There have been many attempts to raise the profile of pharmacists over a very long time, but they need greater acknowledgement in the delivery of primary care services. With patients living longer with multiple morbidities, pharmacists need to be more active around health promotion and screening, managing long-term conditions, medicines monitoring and educating the public. They should also be able to refer patients directly to clinicians or hospitals. In this way, they can leave the shop-front activities to other people, and focus on health and well being and improving outcomes in their local communities.
What do you see as the biggest recent achievement of the Patients Association?
One of the biggest achievements has been around the care of elderly people, where we’ve put compassion and dignity at the top of the agenda. We’ve published stories showing what it’s like when patients receive poor treatment and aren’t treated with compassion and dignity, or don’t get access to the right end-of-life care.
We shouldn’t be under any illusions that Mid-Staffs [the Stafford Hospital scandal in the late 2000s regarding poor care and high mortality rates] was an isolated case. There are some fantastic people working in the NHS but there is still a lot of poor care in our hospitals and care homes due to underfunding and understaffing. We don’t have enough nurses and we are starting to run services using unregulated staff, which is a worrying trend.
It would certainly be better if pharmacists were available in GP practices, so they are more involved in patient care and decision making
What are the association’s main priorities at the moment?
We will be the first line of defence when patients and their families have received poor care, providing advice, help and support, and we will be a powerful advocate for equal access and care for all. We will continue our work on patient empowerment and advocating for proper funding for the NHS and for social care.
Most of all, we will continue to campaign for a safer, more accountable, more transparent NHS. We are not suggesting that the NHS is an unsafe place to be, but we do hear appalling cases through our national helpline where things have gone horribly wrong and families have not had the opportunity for an open and honest investigation of what went wrong, why and how it went wrong and what was being done to prevent it happening again. I’d like to think that it is getting easier to get such information but, often, people in the NHS are defensive and dismissive.
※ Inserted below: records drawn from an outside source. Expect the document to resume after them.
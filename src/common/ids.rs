// src/common/ids.rs

use rand::Rng;
use uuid::Uuid;

/// Gera um id curto com prefixo de entidade, ex.: `p_1a2b3c4d5e`.
pub fn make_id(prefix: &str) -> String {
    let hex = Uuid::new_v4().simple().to_string();
    format!("{}_{}", prefix, &hex[..10])
}

/// Gera um código de convite legível (6 hex maiúsculos).
pub fn make_join_code() -> String {
    let mut bytes = [0u8; 3];
    rand::thread_rng().fill(&mut bytes);
    hex::encode(bytes).to_uppercase()
}

/// Gera um token de sessão opaco: 32 bytes aleatórios em hex.
pub fn make_session_token() -> String {
    let mut bytes = [0u8; 32];
    rand::thread_rng().fill(&mut bytes);
    hex::encode(bytes)
}

#[cfg(test)]
mod tests {
    use super::*;

    #[test]
    fn ids_carregam_prefixo_e_tamanho_fixo() {
        let id = make_id("p");
        assert!(id.starts_with("p_"));
        assert_eq!(id.len(), 12);
    }

    #[test]
    fn token_de_sessao_tem_64_hex() {
        let token = make_session_token();
        assert_eq!(token.len(), 64);
        assert!(token.chars().all(|c| c.is_ascii_hexdigit()));
        assert_ne!(token, make_session_token());
    }

    #[test]
    fn codigo_de_convite_e_maiusculo() {
        let code = make_join_code();
        assert_eq!(code.len(), 6);
        assert_eq!(code, code.to_uppercase());
    }
}
// src/handlers/inventory.rs

use axum::{
    extract::{Path, State},
    http::StatusCode,
    response::IntoResponse,
    Json,
};
use validator::Validate;

use crate::{
    common::error::AppError,
    config::AppState,
    middleware::{
        auth::CurrentSession,
        rbac::{PermLedgerWrite, RequirePermission},
    },
    models::inventory::{
        CreateProductPayload, CreateReceiptPayload, CreateShipmentPayload, StateResponse,
        UpdateProductPayload, UpdateProductPricePayload,
    },
};

// ---
// Snapshot
// ---

#[utoipa::path(
    get,
    path = "/api/state",
    tag = "Inventory",
    responses(
        (status = 200, description = "Snapshot completo da organização", body = StateResponse),
        (status = 401, description = "Não autenticado")
    ),
    security(("session_cookie" = []))
)]
pub async fn get_state(
    State(app_state): State<AppState>,
    CurrentSession(session): CurrentSession,
) -> Result<Json<StateResponse>, AppError> {
    let state = app_state.inventory_service.state(&session.org_id).await?;
    Ok(Json(StateResponse {
        state,
        me: session.me(),
    }))
}

// ---
// Produtos
// ---

#[utoipa::path(
    post,
    path = "/api/products",
    tag = "Inventory",
    request_body = CreateProductPayload,
    responses(
        (status = 201, description = "Produto criado; snapshot atualizado", body = crate::models::inventory::OrgState),
        (status = 400, description = "Dados inválidos"),
        (status = 403, description = "Papel sem permissão de escrita")
    ),
    security(("session_cookie" = []))
)]
pub async fn create_product(
    State(app_state): State<AppState>,
    CurrentSession(session): CurrentSession,
    _guard: RequirePermission<PermLedgerWrite>,
    Json(payload): Json<CreateProductPayload>,
) -> Result<impl IntoResponse, AppError> {
    payload.validate().map_err(AppError::ValidationError)?;

    let snapshot = app_state
        .inventory_service
        .create_product(
            &session.org_id,
            &payload.name,
            payload.sku.as_deref(),
            payload.unit.as_deref(),
            payload.price,
            payload.stock,
            payload.purchase_price,
        )
        .await?;

    Ok((StatusCode::CREATED, Json(snapshot)))
}

#[utoipa::path(
    patch,
    path = "/api/products/{id}/price",
    tag = "Inventory",
    request_body = UpdateProductPricePayload,
    params(("id" = String, Path, description = "Id do produto")),
    responses(
        (status = 200, description = "Preço atualizado; snapshot atualizado", body = crate::models::inventory::OrgState),
        (status = 404, description = "Produto não encontrado na organização")
    ),
    security(("session_cookie" = []))
)]
pub async fn update_product_price(
    State(app_state): State<AppState>,
    CurrentSession(session): CurrentSession,
    _guard: RequirePermission<PermLedgerWrite>,
    Path(product_id): Path<String>,
    Json(payload): Json<UpdateProductPricePayload>,
) -> Result<impl IntoResponse, AppError> {
    let snapshot = app_state
        .inventory_service
        .update_product_price(&session.org_id, &product_id, payload.price)
        .await?;
    Ok(Json(snapshot))
}

#[utoipa::path(
    patch,
    path = "/api/products/{id}",
    tag = "Inventory",
    request_body = UpdateProductPayload,
    params(("id" = String, Path, description = "Id do produto")),
    responses(
        (status = 200, description = "Produto atualizado; snapshot atualizado", body = crate::models::inventory::OrgState),
        (status = 400, description = "Nome em branco"),
        (status = 404, description = "Produto não encontrado na organização")
    ),
    security(("session_cookie" = []))
)]
pub async fn update_product(
    State(app_state): State<AppState>,
    CurrentSession(session): CurrentSession,
    _guard: RequirePermission<PermLedgerWrite>,
    Path(product_id): Path<String>,
    Json(payload): Json<UpdateProductPayload>,
) -> Result<impl IntoResponse, AppError> {
    payload.validate().map_err(AppError::ValidationError)?;

    let snapshot = app_state
        .inventory_service
        .update_product(&session.org_id, &product_id, &payload.name, payload.price)
        .await?;
    Ok(Json(snapshot))
}

#[utoipa::path(
    delete,
    path = "/api/products/{id}",
    tag = "Inventory",
    params(("id" = String, Path, description = "Id do produto")),
    responses(
        (status = 200, description = "Produto removido; snapshot atualizado", body = crate::models::inventory::OrgState),
        (status = 404, description = "Produto não encontrado na organização")
    ),
    security(("session_cookie" = []))
)]
pub async fn delete_product(
    State(app_state): State<AppState>,
    CurrentSession(session): CurrentSession,
    _guard: RequirePermission<PermLedgerWrite>,
    Path(product_id): Path<String>,
) -> Result<impl IntoResponse, AppError> {
    let snapshot = app_state
        .inventory_service
        .delete_product(&session.org_id, &product_id)
        .await?;
    Ok(Json(snapshot))
}

// ---
// Recebimentos
// ---

#[utoipa::path(
    post,
    path = "/api/receipts",
    tag = "Inventory",
    request_body = CreateReceiptPayload,
    responses(
        (status = 201, description = "Recebimento lançado; snapshot atualizado", body = crate::models::inventory::OrgState),
        (status = 400, description = "Dados inválidos"),
        (status = 404, description = "Produto não encontrado na organização")
    ),
    security(("session_cookie" = []))
)]
pub async fn create_receipt(
    State(app_state): State<AppState>,
    CurrentSession(session): CurrentSession,
    _guard: RequirePermission<PermLedgerWrite>,
    Json(payload): Json<CreateReceiptPayload>,
) -> Result<impl IntoResponse, AppError> {
    payload.validate().map_err(AppError::ValidationError)?;

    let snapshot = app_state
        .inventory_service
        .create_receipt(
            &session.org_id,
            &payload.product_id,
            payload.quantity,
            payload.cost,
        )
        .await?;

    Ok((StatusCode::CREATED, Json(snapshot)))
}

#[utoipa::path(
    delete,
    path = "/api/receipts/{id}",
    tag = "Inventory",
    params(("id" = String, Path, description = "Id do recebimento")),
    responses(
        (status = 200, description = "Recebimento revertido; snapshot atualizado", body = crate::models::inventory::OrgState),
        (status = 404, description = "Recebimento não encontrado na organização")
    ),
    security(("session_cookie" = []))
)]
pub async fn delete_receipt(
    State(app_state): State<AppState>,
    CurrentSession(session): CurrentSession,
    _guard: RequirePermission<PermLedgerWrite>,
    Path(receipt_id): Path<String>,
) -> Result<impl IntoResponse, AppError> {
    let snapshot = app_state
        .inventory_service
        .delete_receipt(&session.org_id, &receipt_id)
        .await?;
    Ok(Json(snapshot))
}

// ---
// Expedições
// ---

#[utoipa::path(
    post,
    path = "/api/shipments",
    tag = "Inventory",
    request_body = CreateShipmentPayload,
    responses(
        (status = 201, description = "Expedição gravada; snapshot atualizado", body = crate::models::inventory::OrgState),
        (status = 400, description = "Posições inválidas"),
        (status = 404, description = "Produto de alguma posição não existe na organização"),
        (status = 409, description = "Saldo insuficiente em alguma posição")
    ),
    security(("session_cookie" = []))
)]
pub async fn create_shipment(
    State(app_state): State<AppState>,
    CurrentSession(session): CurrentSession,
    _guard: RequirePermission<PermLedgerWrite>,
    Json(payload): Json<CreateShipmentPayload>,
) -> Result<impl IntoResponse, AppError> {
    payload.validate().map_err(AppError::ValidationError)?;

    let snapshot = app_state
        .inventory_service
        .create_shipment(&session.org_id, &payload.items)
        .await?;

    Ok((StatusCode::CREATED, Json(snapshot)))
}

#[utoipa::path(
    delete,
    path = "/api/shipments/{id}",
    tag = "Inventory",
    params(("id" = String, Path, description = "Id da expedição")),
    responses(
        (status = 200, description = "Expedição desfeita; snapshot atualizado", body = crate::models::inventory::OrgState),
        (status = 404, description = "Expedição não encontrada na organização")
    ),
    security(("session_cookie" = []))
)]
pub async fn delete_shipment(
    State(app_state): State<AppState>,
    CurrentSession(session): CurrentSession,
    _guard: RequirePermission<PermLedgerWrite>,
    Path(shipment_id): Path<String>,
) -> Result<impl IntoResponse, AppError> {
    let snapshot = app_state
        .inventory_service
        .delete_shipment(&session.org_id, &shipment_id)
        .await?;
    Ok(Json(snapshot))
}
Last year, we set up the All-Party Parliamentary Group for Patient Safety, focused on ensuring that patient safety remains at the heart of the government’s agenda now and in the future. It will address issues such as access to hospital information, infection prevention, antimicrobial resistance and hand hygiene, avoidable adverse patient events, medication errors, safety alerts, and unsafe hospital discharge. We need to be sure that we have a safe NHS where people have confidence and feel comfortable. They need to know that everyone is doing the right thing in their best interests.